Going down the listing below, print exactly each line from the one with "use core::cmp::Ordering;" up to and including the one with "ascending key order.", and skip the rest.

Records to use
*** Begin section ***
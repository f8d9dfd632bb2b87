//! Sorting utilities for paired series.
//!
//! ## Purpose
//!
//! Phase folding reorders a light curve by phase, and the transit mask merges
//! interpolated points back into time order. Both need a stable argsort that
//! carries a companion array along.
//!
//! ## Invariants
//!
//! * Sorted keys are non-decreasing for finite values; non-finite keys go last.
//! * The index mapping is a valid permutation of `0..n`.
//! * Equal keys keep their insertion order.

// External dependencies
use core::cmp::Ordering;
use num_traits::Float;

/// Result of sorting a value series by a key series.
#[derive(Debug, Clone)]
pub struct SortedData<T> {
    /// Sorted keys.
    pub keys: Vec<T>,

    /// Values reordered to match the sorted keys.
    pub values: Vec<T>,

    /// Index mapping where `indices[sorted_pos] = original_pos`.
    pub indices: Vec<usize>,
}

/// Stable argsort of `keys`, with non-finite keys moved to the end.
pub fn argsort<T: Float>(keys: &[T]) -> Vec<usize> {
    let mut indices: Vec<usize> = (0..keys.len()).collect();

    if keys.windows(2).all(|w| w[0] <= w[1]) {
        return indices;
    }

    indices.sort_by(|&a, &b| {
        let (ka, kb) = (keys[a], keys[b]);
        match (ka.is_finite(), kb.is_finite()) {
            (true, true) => ka.partial_cmp(&kb).unwrap_or(Ordering::Equal),
            (true, false) => Ordering::Less,
            (false, true) => Ordering::Greater,
            (false, false) => Ordering::Equal,
        }
    });
    indices
}

/// Sort `values` by `keys` in ascending key order.
pub fn sort_by_key<T: Float>(keys: &[T], values: &[T]) -> SortedData<T> {
    debug_assert_eq!(keys.len(), values.len());

    let indices = argsort(keys);
    SortedData {
        keys: indices.iter().map(|&i| keys[i]).collect(),
        values: indices.iter().map(|&i| values[i]).collect(),
        indices,
    }
}
//! Robust location and scale estimation.
//!
//! This module provides the order statistics the rest of the crate leans on:
//! quickselect medians, MAD/MAR scale estimates for robustness weighting,
//! the median sampling cadence of a light curve, and NaN-aware summaries.

// External dependencies
use core::cmp::Ordering::Equal;
use num_traits::Float;
use serde::{Deserialize, Serialize};

/// Consistency constant turning a MAD into a Gaussian sigma estimate.
pub const MAD_TO_SIGMA: f64 = 1.4826;

// Method for measuring the scale of residuals.
#[allow(clippy::upper_case_acronyms)]
#[derive(Debug, Clone, Copy, PartialEq, Eq, Default, Serialize, Deserialize)]
pub enum ScalingMethod {
    // Median Absolute Residual: `median(|r|)`.
    #[default]
    MAR,

    // Median Absolute Deviation: `median(|r - median(r)|)`.
    MAD,

    // Mean Absolute Residual: `mean(|r|)`.
    Mean,
}

impl ScalingMethod {
    // Compute the scale of the given values; `vals` is used as scratch space.
    pub fn compute<T: Float>(&self, vals: &mut [T]) -> T {
        if vals.is_empty() {
            return T::zero();
        }

        match self {
            Self::MAR => {
                for val in vals.iter_mut() {
                    *val = val.abs();
                }
                median_inplace(vals)
            }
            Self::MAD => mad_inplace(vals),
            Self::Mean => {
                let n = T::from(vals.len()).unwrap_or(T::one());
                vals.iter().fold(T::zero(), |acc, v| acc + v.abs()) / n
            }
        }
    }
}

/// Median of `vals` computed in place with quickselect.
///
/// Returns zero for empty input. `vals` is reordered.
pub fn median_inplace<T: Float>(vals: &mut [T]) -> T {
    let n = vals.len();
    if n == 0 {
        return T::zero();
    }

    let mid = n / 2;
    vals.select_nth_unstable_by(mid, |a, b| a.partial_cmp(b).unwrap_or(Equal));
    let upper = vals[mid];

    if n.is_multiple_of(2) {
        // Largest value of the lower half
        let lower = vals[..mid].iter().copied().fold(vals[0], T::max);
        (lower + upper) / (T::one() + T::one())
    } else {
        upper
    }
}

/// Median absolute deviation computed in place.
pub fn mad_inplace<T: Float>(vals: &mut [T]) -> T {
    if vals.is_empty() {
        return T::zero();
    }

    let med = median_inplace(vals);
    for val in vals.iter_mut() {
        *val = (*val - med).abs();
    }
    median_inplace(vals)
}

/// Median of the finite values in `data`, or `None` if there are none.
pub fn median<T: Float>(data: &[T]) -> Option<T> {
    let mut v: Vec<T> = data.iter().copied().filter(|x| x.is_finite()).collect();
    if v.is_empty() {
        return None;
    }
    Some(median_inplace(&mut v))
}

/// Median absolute deviation of the finite values in `data`.
pub fn median_absolute_deviation<T: Float>(data: &[T]) -> Option<T> {
    let mut v: Vec<T> = data.iter().copied().filter(|x| x.is_finite()).collect();
    if v.is_empty() {
        return None;
    }
    Some(mad_inplace(&mut v))
}

/// Median spacing between consecutive positive, finite time steps.
pub fn median_cadence<T: Float>(times: &[T]) -> Option<T> {
    if times.len() < 2 {
        return None;
    }
    let dts: Vec<T> = times
        .windows(2)
        .map(|w| w[1] - w[0])
        .filter(|dt| dt.is_finite() && *dt > T::zero())
        .collect();
    median(&dts)
}

/// Mean of the finite values in `data`.
pub fn nan_mean<T: Float>(data: &[T]) -> Option<T> {
    let (sum, count) = data
        .iter()
        .filter(|x| x.is_finite())
        .fold((T::zero(), 0usize), |(s, c), &x| (s + x, c + 1));
    if count == 0 {
        return None;
    }
    Some(sum / T::from(count).unwrap())
}

/// Population standard deviation of the finite values in `data` (ddof = 0).
pub fn nan_std<T: Float>(data: &[T]) -> Option<T> {
    let mean = nan_mean(data)?;
    let (ss, count) = data
        .iter()
        .filter(|x| x.is_finite())
        .fold((T::zero(), 0usize), |(s, c), &x| {
            let d = x - mean;
            (s + d * d, c + 1)
        });
    Some((ss / T::from(count).unwrap()).sqrt())
}
//! Segmented (gap-aware) detrending.
//!
//! ## Purpose
//!
//! This module detrends a light curve one observing segment at a time so the
//! trend never bridges a data gap. Each segment is smoothed with a window of
//! `window_points` samples, i.e. a fraction of `window_points / len`.
//!
//! ## Design notes
//!
//! * **Skipping**: Segments shorter than the window are left out entirely
//!   and logged at `warn` level. This includes the final segment.
//! * **Buffers**: One smoother buffer is reused across segments.
//! * **Masking**: [`SegmentedDetrend::detrend_masked`] fits the trend to one
//!   flux series (e.g. with transits interpolated over) and divides another.
//!
//! ## Invariants
//!
//! * Output time is a subsequence of input time, in input order.
//! * Every fraction handed to the smoother lies in (0, 1].
//! * Identical inputs give identical outputs.
//!
//! ## Non-goals
//!
//! * This adapter does not sort or clean the light curve.

// External dependencies
use num_traits::Float;
use tracing::{debug, warn};

// Internal dependencies
use crate::adapters::ParamLog;
use crate::algorithms::regression::{WeightedAccumulate, ZeroWeightFallback};
use crate::algorithms::robustness::RobustnessMethod;
use crate::engine::executor::{LowessConfig, LowessExecutor};
use crate::engine::output::{DetrendResult, SegmentReport, SegmentStatus};
use crate::engine::validator::Validator;
use crate::math::kernel::WeightFunction;
use crate::math::scaling::ScalingMethod;
use crate::primitives::buffer::SmoothBuffer;
use crate::primitives::errors::DetrendError;
use crate::primitives::segment::segment_on_gaps;

/// Default gap, in days, that starts a new segment.
pub const DEFAULT_GAP_THRESHOLD: f64 = 0.1;

/// Default window length in samples.
pub const DEFAULT_WINDOW_POINTS: usize = 30;

// ============================================================================
// Builder
// ============================================================================

/// Builder for [`SegmentedDetrend`].
#[derive(Debug, Clone)]
pub struct SegmentedDetrendBuilder<T> {
    /// Samples per smoothing window.
    pub window_points: usize,

    /// Time step above which a new segment starts.
    pub gap_threshold: T,

    /// Robustness iterations.
    pub iterations: usize,

    /// Anchor spacing for interpolation.
    pub delta: T,

    pub weight_function: WeightFunction,
    pub robustness_method: RobustnessMethod,
    pub scaling_method: ScalingMethod,
    pub zero_weight_fallback: ZeroWeightFallback,
    pub auto_convergence: Option<T>,

    pub(crate) params: ParamLog,
}

impl<T: Float> Default for SegmentedDetrendBuilder<T> {
    fn default() -> Self {
        Self {
            window_points: DEFAULT_WINDOW_POINTS,
            gap_threshold: T::from(DEFAULT_GAP_THRESHOLD).unwrap(),
            iterations: 3,
            delta: T::zero(),
            weight_function: WeightFunction::default(),
            robustness_method: RobustnessMethod::default(),
            scaling_method: ScalingMethod::default(),
            zero_weight_fallback: ZeroWeightFallback::default(),
            auto_convergence: None,
            params: ParamLog::default(),
        }
    }
}

impl<T: Float> SegmentedDetrendBuilder<T> {
    // ========================================================================
    // Shared Setters
    // ========================================================================

    pub fn iterations(mut self, iterations: usize) -> Self {
        self.params.record("iterations");
        self.iterations = iterations;
        self
    }

    pub fn delta(mut self, delta: T) -> Self {
        self.params.record("delta");
        self.delta = delta;
        self
    }

    pub fn weight_function(mut self, wf: WeightFunction) -> Self {
        self.params.record("weight_function");
        self.weight_function = wf;
        self
    }

    pub fn robustness_method(mut self, method: RobustnessMethod) -> Self {
        self.params.record("robustness_method");
        self.robustness_method = method;
        self
    }

    pub fn scaling_method(mut self, method: ScalingMethod) -> Self {
        self.params.record("scaling_method");
        self.scaling_method = method;
        self
    }

    pub fn zero_weight_fallback(mut self, policy: ZeroWeightFallback) -> Self {
        self.params.record("zero_weight_fallback");
        self.zero_weight_fallback = policy;
        self
    }

    pub fn auto_converge(mut self, tolerance: T) -> Self {
        self.params.record("auto_converge");
        self.auto_convergence = Some(tolerance);
        self
    }

    // ========================================================================
    // Segmented-Specific Setters
    // ========================================================================

    pub fn window_points(mut self, points: usize) -> Self {
        self.params.record("window_points");
        self.window_points = points;
        self
    }

    pub fn gap_threshold(mut self, gap: T) -> Self {
        self.params.record("gap_threshold");
        self.gap_threshold = gap;
        self
    }

    /// Validate the configuration.
    pub fn build(self) -> Result<SegmentedDetrend<T>, DetrendError> {
        Validator::validate_no_duplicates(self.params.duplicate())?;
        Validator::validate_window_points(self.window_points)?;
        Validator::validate_gap_threshold(self.gap_threshold)?;
        Validator::validate_iterations(self.iterations)?;
        Validator::validate_delta(self.delta)?;
        if let Some(tol) = self.auto_convergence {
            Validator::validate_tolerance(tol)?;
        }

        Ok(SegmentedDetrend {
            window_points: self.window_points,
            gap_threshold: self.gap_threshold,
            lowess: LowessConfig {
                fraction: T::one(),
                iterations: self.iterations,
                delta: self.delta,
                weight_function: self.weight_function,
                zero_weight_fallback: self.zero_weight_fallback,
                robustness_method: self.robustness_method,
                scaling_method: self.scaling_method,
                auto_convergence: self.auto_convergence,
            },
        })
    }
}

// ============================================================================
// Processor
// ============================================================================

/// Validated segmented detrender.
#[derive(Debug, Clone, Copy, PartialEq)]
pub struct SegmentedDetrend<T> {
    window_points: usize,
    gap_threshold: T,
    lowess: LowessConfig<T>,
}

impl<T: WeightedAccumulate> SegmentedDetrend<T> {
    pub fn window_points(&self) -> usize {
        self.window_points
    }

    pub fn gap_threshold(&self) -> T {
        self.gap_threshold
    }

    /// Detrend `flux` against `time`.
    pub fn detrend(&self, time: &[T], flux: &[T]) -> Result<DetrendResult<T>, DetrendError> {
        self.detrend_masked(time, flux, flux)
    }

    /// Fit the trend to `fit_flux` and divide `flux` by it.
    pub fn detrend_masked(&self, time: &[T], flux: &[T], fit_flux: &[T]) -> Result<DetrendResult<T>, DetrendError> {
        Validator::validate_light_curve(time, flux)?;
        Validator::validate_light_curve(time, fit_flux)?;

        let segments = segment_on_gaps(time, self.gap_threshold)?;
        debug!(
            points = time.len(),
            segments = segments.len(),
            window_points = self.window_points,
            "segmented detrend"
        );

        let mut result = DetrendResult::with_capacity(time.len());
        let mut buffer = SmoothBuffer::with_capacity(
            segments.iter().map(|s| s.len()).max().unwrap_or(0),
        );

        for (i, segment) in segments.iter().enumerate() {
            let len = segment.len();
            if len < self.window_points {
                warn!(
                    segment = i,
                    points = len,
                    min_points = self.window_points,
                    "segment shorter than the smoothing window; skipped"
                );
                result.segments.push(SegmentReport::new(
                    *segment,
                    time,
                    SegmentStatus::Skipped {
                        min_points: self.window_points,
                    },
                ));
                continue;
            }

            let fraction = (T::from(self.window_points).unwrap() / T::from(len).unwrap()).min(T::one());
            let range = segment.range();
            let output = LowessExecutor::from_config(self.lowess)
                .fraction(fraction)
                .run(&time[range.clone()], &fit_flux[range.clone()], Some(&mut buffer));

            debug!(segment = i, points = len, fraction = fraction.to_f64(), "segment smoothed");
            result.extend(&time[range.clone()], &flux[range], &output.smoothed);
            result.segments.push(SegmentReport::new(
                *segment,
                time,
                SegmentStatus::Retained {
                    fraction: fraction.to_f64().unwrap_or(f64::NAN),
                },
            ));
        }

        if result.is_empty() {
            return Err(DetrendError::NoSegmentsRetained {
                segments: segments.len(),
                min_points: self.window_points,
            });
        }
        Ok(result)
    }
}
*** End section ***
Result of the task
use core::cmp::Ordering;
use num_traits::Float;

/// Result of sorting a value series by a key series.
#[derive(Debug, Clone)]
pub struct SortedData<T> {
    /// Sorted keys.
    pub keys: Vec<T>,

    /// Values reordered to match the sorted keys.
    pub values: Vec<T>,

    /// Index mapping where `indices[sorted_pos] = original_pos`.
    pub indices: Vec<usize>,
}

/// Stable argsort of `keys`, with non-finite keys moved to the end.
pub fn argsort<T: Float>(keys: &[T]) -> Vec<usize> {
    let mut indices: Vec<usize> = (0..keys.len()).collect();

    if keys.windows(2).all(|w| w[0] <= w[1]) {
        return indices;
    }

    indices.sort_by(|&a, &b| {
        let (ka, kb) = (keys[a], keys[b]);
        match (ka.is_finite(), kb.is_finite()) {
            (true, true) => ka.partial_cmp(&kb).unwrap_or(Ordering::Equal),
            (true, false) => Ordering::Less,
            (false, true) => Ordering::Greater,
            (false, false) => Ordering::Equal,
        }
    });
    indices
}

/// Sort `values` by `keys` in ascending key order.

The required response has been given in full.